Defending the Digital Frontier: Safeguarding Against Malware in a Globally Connected World

For our November edition of the Jamf Security Lounge, our host Aaron Webb, Senior Product Marketing Manager, Security, is joined by guest Harald Bosman, Senior macOS Engineer and Endpoint Security Expert at Amsterdam Internet Exchange (AMS-IX) where they discuss:

How managing and securing mobile devices minimizes the risk of attack
and how Jamf plays a critical role in the defense strategy at AMS-IX

After a brief introduction by guest Bosman on his extensive experience in various roles within IT across a variety of industries, Webb and Bosman dive right into this session’s topic and how using the right set of tooling helps MacAdmins in Defending the Digital Frontier: Safeguarding Against Smart Malware in a Globally Connected World

…and how Jamf solutions play a significant role in aiding IT and Security professionals to balance identity, management and security as part of a holistic approach to security.

Apple security and the evolving threat landscape

According to Bosman, the key ingredient to maintaining endpoint security in light of the modern threat landscape is “it’s mostly visibility.” He goes on to discuss the relative ease of managing security on laptops compared to mobile devices where the process is notably a bit harder, especially when considering that threat actors are increasingly targeting mobile devices given several factors, such as distributed workforces and the rise of varying ownership models, like BYOD that impact security efficacy.
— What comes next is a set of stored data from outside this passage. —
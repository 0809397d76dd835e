// 📊 Catalog statistics shown in the hero banner and above the listing

use crate::place::{FaithGroup, Place};
use serde::Serialize;

/// Fixed headline figures printed on the hero banner
pub const HERO_HEADLINES: [(&str, &str); 4] = [
    ("500+", "Sacred Temples"),
    ("200+", "Historic Churches"),
    ("150+", "Beautiful Mosques"),
    ("300+", "Tourist Places"),
];

#[derive(Debug, Clone, Default, PartialEq, Eq, Serialize)]
pub struct CatalogStats {
    pub temples: usize,
    pub churches: usize,
    pub mosques: usize,
    pub tourist_places: usize,
    pub total: usize,
}

impl CatalogStats {
    pub fn compute(places: &[Place]) -> Self {
        let mut stats = CatalogStats {
            total: places.len(),
            ..Default::default()
        };

        for place in places {
            match place.place_type.group() {
                FaithGroup::Temple => stats.temples += 1,
                FaithGroup::Church => stats.churches += 1,
                FaithGroup::Mosque => stats.mosques += 1,
                FaithGroup::Tourist => stats.tourist_places += 1,
            }
        }

        stats
    }

    /// Listing counters as (value, caption) pairs, in banner order
    pub fn counters(&self) -> [(String, &'static str); 4] {
        [
            (format!("{}+", self.temples), "Sacred Temples"),
            (format!("{}+", self.churches), "Historic Churches"),
            (format!("{}+", self.mosques), "Beautiful Mosques"),
            (format!("{}+", self.tourist_places), "Tourist Places"),
        ]
    }
}
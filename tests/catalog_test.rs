//! Integration tests for catalog and configuration loading from files

use discover_andhra::{
    filter_places, Catalog, CatalogError, Config, FilterState, PlaceType, Region, ALL_DISTRICTS,
    ALL_TYPES,
};
use std::io::Write;
use tempfile::Builder;

const CSV_HEADER: &str = "id,name,type,state,district,description,tags,image,bestTimeToVisit,timings,entryFee,locationDetails,nearestRailwayStation,nearestAirport,contactInfo,lat,lng";

fn write_temp(suffix: &str, content: &str) -> tempfile::NamedTempFile {
    let mut file = Builder::new().suffix(suffix).tempfile().unwrap();
    file.write_all(content.as_bytes()).unwrap();
    file.flush().unwrap();
    file
}

#[test]
fn test_load_csv_catalog_and_filter() {
    let content = format!(
        "{}\n{}\n{}\n",
        CSV_HEADER,
        "a,Simhachalam Temple,Temple,AP,Visakhapatnam,Hill temple,Narasimha|Hilltop,,Oct-Mar,7-9,Free,Simhachalam,Vizag,Vizag,https://example.org,17.7666,83.25",
        "b,St. Joseph's Cathedral,Church,TS,Hyderabad,Historic church,Cathedral,,Dec,6-8,Free,Abids,Hyderabad,Hyderabad,040-1234567,17.393,78.474",
    );
    let file = write_temp(".csv", &content);

    let catalog = Catalog::load(file.path()).unwrap();
    assert_eq!(catalog.len(), 2);
    assert_eq!(catalog.get("b").unwrap().state, Region::Telangana);
    assert_eq!(catalog.get("a").unwrap().place_type, PlaceType::Temple);

    let temples = filter_places(catalog.places(), &FilterState::new(ALL_DISTRICTS, "Temple", ""));
    assert_eq!(temples.len(), 1);
    assert_eq!(temples[0].id, "a");

    let churches = filter_places(catalog.places(), &FilterState::new("Hyderabad", ALL_TYPES, "church"));
    assert_eq!(churches.len(), 1);
    assert_eq!(churches[0].id, "b");

    let none = filter_places(catalog.places(), &FilterState::new(ALL_DISTRICTS, ALL_TYPES, "xyz-no-match"));
    assert!(none.is_empty());
}

#[test]
fn test_load_json_catalog_list() {
    let content = r#"[
  {
    "id": "rk-beach",
    "name": "Ramakrishna Beach",
    "type": "Beach",
    "state": "AP",
    "district": "Visakhapatnam",
    "description": "City beach",
    "tags": ["Sea"],
    "bestTimeToVisit": "October to March",
    "timings": "Open 24 hours",
    "entryFee": "Free",
    "locationDetails": "Beach Road",
    "nearestRailwayStation": "Visakhapatnam",
    "nearestAirport": "Visakhapatnam",
    "coordinates": { "lat": 17.7142, "lng": 83.3237 }
  }
]"#;
    let file = write_temp(".json", content);

    let catalog = Catalog::load(file.path()).unwrap();
    let place = catalog.get("rk-beach").unwrap();
    assert_eq!(place.contact_info, None);
    assert_eq!(place.display_image(), "assets/sample-tourist-place.jpg");
}

#[test]
fn test_unknown_type_is_rejected() {
    let content = format!(
        "{}\n{}\n",
        CSV_HEADER,
        "v,Volcano,Volcano,AP,Guntur,Hot,,,-,-,-,-,-,-,,16.3,80.4",
    );
    let file = write_temp(".csv", &content);
    assert!(matches!(Catalog::load(file.path()), Err(CatalogError::Csv(_))));
}

#[test]
fn test_unsupported_extension() {
    let file = write_temp(".yaml", "places: []");
    assert!(matches!(
        Catalog::load(file.path()),
        Err(CatalogError::UnsupportedFormat(_))
    ));
}

#[test]
fn test_missing_file() {
    let result = Catalog::load(std::path::Path::new("/nonexistent/places.json"));
    assert!(matches!(result, Err(CatalogError::Io { .. })));
}

#[test]
fn test_load_config_from_file() {
    let file = write_temp(
        ".toml",
        r#"
[catalog]
path = "data/custom.csv"

[server]
bind_address = "127.0.0.1"
port = 8088

[logging]
level = "debug"
file = "discover.log"

[navigation]
enabled = false
"#,
    );

    let config = Config::from_file(file.path()).unwrap();
    assert_eq!(config.server_addr(), "127.0.0.1:8088");
    assert_eq!(config.logging.level, "debug");
    assert!(!config.navigation.enabled);
    assert_eq!(
        config.catalog.path.as_deref(),
        Some(std::path::Path::new("data/custom.csv"))
    );
}

#[test]
fn test_invalid_config_falls_back_to_defaults() {
    let file = write_temp(".toml", "[server]\nport = \"not a number\"\n");
    assert!(Config::from_file(file.path()).is_err());

    let config = Config::load_from_path(file.path());
    assert_eq!(config.server.port, 3000);
}
// Discover Andhra - Web Server
// Serves the single-page front-end and the read-only places API

use anyhow::{Context, Result};
use clap::Parser;
use discover_andhra::api::{router, AppState};
use discover_andhra::{logging, Catalog, Config};
use std::path::PathBuf;
use tracing::info;

/// Web front-end for the places catalog
#[derive(Parser, Debug)]
#[command(name = "discover-server", version, about)]
struct Args {
    /// Path to TOML configuration file
    #[arg(short, long)]
    config: Option<PathBuf>,

    /// JSON or CSV catalog to use instead of the builtin dataset
    #[arg(long)]
    catalog: Option<PathBuf>,

    /// Port to listen on, overriding the config file
    #[arg(short, long)]
    port: Option<u16>,
}

#[tokio::main]
async fn main() -> Result<()> {
    let args = Args::parse();
    let mut config = Config::load(args.config.as_deref());
    if let Some(port) = args.port {
        config.server.port = port;
    }

    logging::init_stderr(&config.logging);

    let catalog_path = args.catalog.or_else(|| config.catalog.path.clone());
    let catalog = Catalog::load_or_builtin(catalog_path.as_deref()).context("Failed to load catalog")?;
    info!(places = catalog.len(), districts = catalog.districts().len(), "catalog ready");

    let app = router(AppState::new(catalog));

    let addr = config.server_addr();
    let listener = tokio::net::TcpListener::bind(&addr)
        .await
        .with_context(|| format!("Failed to bind to {}", addr))?;

    info!(addr = %addr, "server listening");

    axum::serve(listener, app).await.context("Server error")?;

    Ok(())
}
Put another way, the bar is set higher for mobile devices in order “to maintain safety for all the users.”

Security risks and threat mitigation

Visibility is a critical component of endpoint security, but as Bosman points out, once you’ve gained this insight into your Apple fleet only then can you pivot over to policies to enforce configurations and execute mitigations to address security risks.

During the fireside chat, Webb asks about some of the ways that Jamf has helped AMS-IX address risk and mitigate threats. Alongside Jamf Pro and Jamf Protect for MDM and endpoint security respectively, Bosman explains how Microsoft Sentinel is integrated with Jamf Protect “to process all the logs and create a better environment.” Citing an example workflow he dubs “admin on demand”, he explains how a managed elevation of admin permissions for user accounts allows them to effectively perform admin-level tasks (when needed) for a short burst of time before the rights are rolled back. According to Bosman, this mitigates risk by narrowing the attack factor quite considerably compared to provisioning admin-level credentials to users as part of the permissions process, widening the attack factor more permanently.

Jamf solutions + AMS-IX

During the chat, Webb and Bosman discuss how Jamf solutions plays a role in strengthening the security posture of the organization. As a classic example of the power and flexibility of Jamf’s solutions, the content filtering capability built into Jamf Protect allows the blocking of web content based on a series of categories that effectively prevent users from accessing potentially risky or illegal content from devices used for work. Bosman notes the ease of use in wholesale blocking of content while waxing poetic about the ability to customize subsets of filters that provide granular blocking of specific content. He uses the example of the gambling category to highlight how a national gambling site (operated legitimately by a country’s government) could be allow-listed whereas other, more questionable gambling sites could be block-listed more categorically.